PROBLEM:
The response should consist of the records that follow, printed exactly.

|---|

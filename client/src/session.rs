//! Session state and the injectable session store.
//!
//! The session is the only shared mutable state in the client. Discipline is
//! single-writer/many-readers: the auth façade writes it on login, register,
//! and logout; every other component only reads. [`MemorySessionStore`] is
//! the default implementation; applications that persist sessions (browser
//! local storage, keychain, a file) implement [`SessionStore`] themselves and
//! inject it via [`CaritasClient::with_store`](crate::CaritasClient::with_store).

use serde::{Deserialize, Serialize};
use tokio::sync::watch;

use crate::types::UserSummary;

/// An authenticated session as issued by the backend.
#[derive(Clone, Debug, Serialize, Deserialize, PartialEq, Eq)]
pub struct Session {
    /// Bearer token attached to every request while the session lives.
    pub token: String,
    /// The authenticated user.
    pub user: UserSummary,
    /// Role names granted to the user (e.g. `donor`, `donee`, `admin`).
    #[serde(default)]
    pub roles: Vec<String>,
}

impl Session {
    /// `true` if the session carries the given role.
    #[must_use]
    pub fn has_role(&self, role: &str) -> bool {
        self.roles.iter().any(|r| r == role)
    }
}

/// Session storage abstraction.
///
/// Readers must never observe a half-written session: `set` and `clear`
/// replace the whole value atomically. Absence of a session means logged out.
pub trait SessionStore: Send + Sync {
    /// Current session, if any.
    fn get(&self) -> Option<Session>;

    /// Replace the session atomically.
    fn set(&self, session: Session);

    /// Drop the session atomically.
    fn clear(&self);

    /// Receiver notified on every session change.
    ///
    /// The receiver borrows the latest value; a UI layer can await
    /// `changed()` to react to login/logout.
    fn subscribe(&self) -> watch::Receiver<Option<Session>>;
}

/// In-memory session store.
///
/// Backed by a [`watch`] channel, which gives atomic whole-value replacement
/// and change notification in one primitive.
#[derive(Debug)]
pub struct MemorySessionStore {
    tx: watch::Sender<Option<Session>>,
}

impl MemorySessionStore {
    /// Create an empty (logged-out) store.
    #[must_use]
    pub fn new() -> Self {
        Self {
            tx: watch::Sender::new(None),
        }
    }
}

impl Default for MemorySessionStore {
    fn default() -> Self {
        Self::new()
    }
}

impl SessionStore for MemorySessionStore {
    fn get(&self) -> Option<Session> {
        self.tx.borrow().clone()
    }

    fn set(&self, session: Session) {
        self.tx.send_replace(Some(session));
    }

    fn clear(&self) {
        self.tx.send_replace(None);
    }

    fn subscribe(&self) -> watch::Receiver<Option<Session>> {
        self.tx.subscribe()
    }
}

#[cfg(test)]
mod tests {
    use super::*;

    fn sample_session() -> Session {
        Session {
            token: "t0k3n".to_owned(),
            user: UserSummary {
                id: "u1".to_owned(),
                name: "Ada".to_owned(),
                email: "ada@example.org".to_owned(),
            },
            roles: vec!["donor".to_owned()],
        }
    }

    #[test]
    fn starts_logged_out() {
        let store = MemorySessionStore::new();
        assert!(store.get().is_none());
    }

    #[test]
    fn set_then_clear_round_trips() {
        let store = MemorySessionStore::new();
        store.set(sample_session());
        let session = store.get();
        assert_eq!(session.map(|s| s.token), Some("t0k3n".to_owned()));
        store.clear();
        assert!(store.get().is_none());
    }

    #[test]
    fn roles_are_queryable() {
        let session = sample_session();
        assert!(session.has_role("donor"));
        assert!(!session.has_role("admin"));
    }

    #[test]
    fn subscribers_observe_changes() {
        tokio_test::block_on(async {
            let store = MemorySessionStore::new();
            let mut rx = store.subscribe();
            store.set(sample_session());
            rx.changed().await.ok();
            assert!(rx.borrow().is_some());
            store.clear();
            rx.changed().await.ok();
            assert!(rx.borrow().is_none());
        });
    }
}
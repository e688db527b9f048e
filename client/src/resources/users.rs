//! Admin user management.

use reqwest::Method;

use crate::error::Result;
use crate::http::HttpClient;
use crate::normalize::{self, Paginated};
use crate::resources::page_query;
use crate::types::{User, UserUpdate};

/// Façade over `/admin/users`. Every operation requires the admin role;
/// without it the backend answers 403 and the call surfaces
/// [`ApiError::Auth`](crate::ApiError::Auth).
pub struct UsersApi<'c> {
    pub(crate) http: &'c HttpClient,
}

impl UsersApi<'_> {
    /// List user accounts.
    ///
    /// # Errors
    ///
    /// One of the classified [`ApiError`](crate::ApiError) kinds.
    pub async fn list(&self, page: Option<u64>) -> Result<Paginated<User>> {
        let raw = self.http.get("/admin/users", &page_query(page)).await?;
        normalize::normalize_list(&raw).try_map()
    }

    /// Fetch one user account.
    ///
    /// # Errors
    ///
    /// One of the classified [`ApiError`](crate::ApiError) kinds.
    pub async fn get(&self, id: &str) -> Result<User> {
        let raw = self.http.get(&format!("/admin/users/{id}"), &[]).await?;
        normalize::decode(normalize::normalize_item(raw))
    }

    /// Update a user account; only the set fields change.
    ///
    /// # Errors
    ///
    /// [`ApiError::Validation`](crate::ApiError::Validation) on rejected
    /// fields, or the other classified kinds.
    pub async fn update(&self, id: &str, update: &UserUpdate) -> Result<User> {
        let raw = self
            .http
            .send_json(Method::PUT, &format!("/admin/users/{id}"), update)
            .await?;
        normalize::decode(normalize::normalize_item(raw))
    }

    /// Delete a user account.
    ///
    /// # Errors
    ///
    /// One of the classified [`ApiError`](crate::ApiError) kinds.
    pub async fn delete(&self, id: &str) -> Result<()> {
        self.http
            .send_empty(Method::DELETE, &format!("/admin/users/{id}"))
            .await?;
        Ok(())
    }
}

|---|

ANSWER TO THIS TASK:
filename client/src/session.rs
//! Session state and the injectable session store.
//!
//! The session is the only shared mutable state in the client. Discipline is
//! single-writer/many-readers: the auth façade writes it on login, register,
//! and logout; every other component only reads. [`MemorySessionStore`] is
//! the default implementation; applications that persist sessions (browser
//! local storage, keychain, a file) implement [`SessionStore`] themselves and
//! inject it via [`CaritasClient::with_store`](crate::CaritasClient::with_store).

use serde::{Deserialize, Serialize};
use tokio::sync::watch;

use crate::types::UserSummary;

/// An authenticated session as issued by the backend.
#[derive(Clone, Debug, Serialize, Deserialize, PartialEq, Eq)]
pub struct Session {
    /// Bearer token attached to every request while the session lives.
    pub token: String,
    /// The authenticated user.
    pub user: UserSummary,
    /// Role names granted to the user (e.g. `donor`, `donee`, `admin`).
    #[serde(default)]
    pub roles: Vec<String>,
}

impl Session {
    /// `true` if the session carries the given role.
    #[must_use]
    pub fn has_role(&self, role: &str) -> bool {
        self.roles.iter().any(|r| r == role)
    }
}

/// Session storage abstraction.
///
/// Readers must never observe a half-written session: `set` and `clear`
/// replace the whole value atomically. Absence of a session means logged out.
pub trait SessionStore: Send + Sync {
    /// Current session, if any.
    fn get(&self) -> Option<Session>;

    /// Replace the session atomically.
    fn set(&self, session: Session);

    /// Drop the session atomically.
    fn clear(&self);

    /// Receiver notified on every session change.
    ///
    /// The receiver borrows the latest value; a UI layer can await
    /// `changed()` to react to login/logout.
    fn subscribe(&self) -> watch::Receiver<Option<Session>>;
}

/// In-memory session store.
///
/// Backed by a [`watch`] channel, which gives atomic whole-value replacement
/// and change notification in one primitive.
#[derive(Debug)]
pub struct MemorySessionStore {
    tx: watch::Sender<Option<Session>>,
}

impl MemorySessionStore {
    /// Create an empty (logged-out) store.
    #[must_use]
    pub fn new() -> Self {
        Self {
            tx: watch::Sender::new(None),
        }
    }
}

impl Default for MemorySessionStore {
    fn default() -> Self {
        Self::new()
    }
}

impl SessionStore for MemorySessionStore {
    fn get(&self) -> Option<Session> {
        self.tx.borrow().clone()
    }

    fn set(&self, session: Session) {
        self.tx.send_replace(Some(session));
    }

    fn clear(&self) {
        self.tx.send_replace(None);
    }

    fn subscribe(&self) -> watch::Receiver<Option<Session>> {
        self.tx.subscribe()
    }
}

#[cfg(test)]
mod tests {
    use super::*;

    fn sample_session() -> Session {
        Session {
            token: "t0k3n".to_owned(),
            user: UserSummary {
                id: "u1".to_owned(),
                name: "Ada".to_owned(),
                email: "ada@example.org".to_owned(),
            },
            roles: vec!["donor".to_owned()],
        }
    }

    #[test]
    fn starts_logged_out() {
        let store = MemorySessionStore::new();
        assert!(store.get().is_none());
    }

    #[test]
    fn set_then_clear_round_trips() {
        let store = MemorySessionStore::new();
        store.set(sample_session());
        let session = store.get();
        assert_eq!(session.map(|s| s.token), Some("t0k3n".to_owned()));
        store.clear();
        assert!(store.get().is_none());
    }

    #[test]
    fn roles_are_queryable() {
        let session = sample_session();
        assert!(session.has_role("donor"));
        assert!(!session.has_role("admin"));
    }

    #[test]
    fn subscribers_observe_changes() {
        tokio_test::block_on(async {
            let store = MemorySessionStore::new();
            let mut rx = store.subscribe();
            store.set(sample_session());
            rx.changed().await.ok();
            assert!(rx.borrow().is_some());
            store.clear();
            rx.changed().await.ok();
            assert!(rx.borrow().is_none());
        });
    }
}
repository e688db527b9f048e
filename client/src/resources/users.rs
//! Admin user management.

use reqwest::Method;

use crate::error::Result;
use crate::http::HttpClient;
use crate::normalize::{self, Paginated};
use crate::resources::page_query;
use crate::types::{User, UserUpdate};

/// Façade over `/admin/users`. Every operation requires the admin role;
/// without it the backend answers 403 and the call surfaces
/// [`ApiError::Auth`](crate::ApiError::Auth).
pub struct UsersApi<'c> {
    pub(crate) http: &'c HttpClient,
}

impl UsersApi<'_> {
    /// List user accounts.
    ///
    /// # Errors
    ///
    /// One of the classified [`ApiError`](crate::ApiError) kinds.
    pub async fn list(&self, page: Option<u64>) -> Result<Paginated<User>> {
        let raw = self.http.get("/admin/users", &page_query(page)).await?;
        normalize::normalize_list(&raw).try_map()
    }

    /// Fetch one user account.
    ///
    /// # Errors
    ///
    /// One of the classified [`ApiError`](crate::ApiError) kinds.
    pub async fn get(&self, id: &str) -> Result<User> {
        let raw = self.http.get(&format!("/admin/users/{id}"), &[]).await?;
        normalize::decode(normalize::normalize_item(raw))
    }

    /// Update a user account; only the set fields change.
    ///
    /// # Errors
    ///
    /// [`ApiError::Validation`](crate::ApiError::Validation) on rejected
    /// fields, or the other classified kinds.
    pub async fn update(&self, id: &str, update: &UserUpdate) -> Result<User> {
        let raw = self
            .http
            .send_json(Method::PUT, &format!("/admin/users/{id}"), update)
            .await?;
        normalize::decode(normalize::normalize_item(raw))
    }

    /// Delete a user account.
    ///
    /// # Errors
    ///
    /// One of the classified [`ApiError`](crate::ApiError) kinds.
    pub async fn delete(&self, id: &str) -> Result<()> {
        self.http
            .send_empty(Method::DELETE, &format!("/admin/users/{id}"))
            .await?;
        Ok(())
    }
}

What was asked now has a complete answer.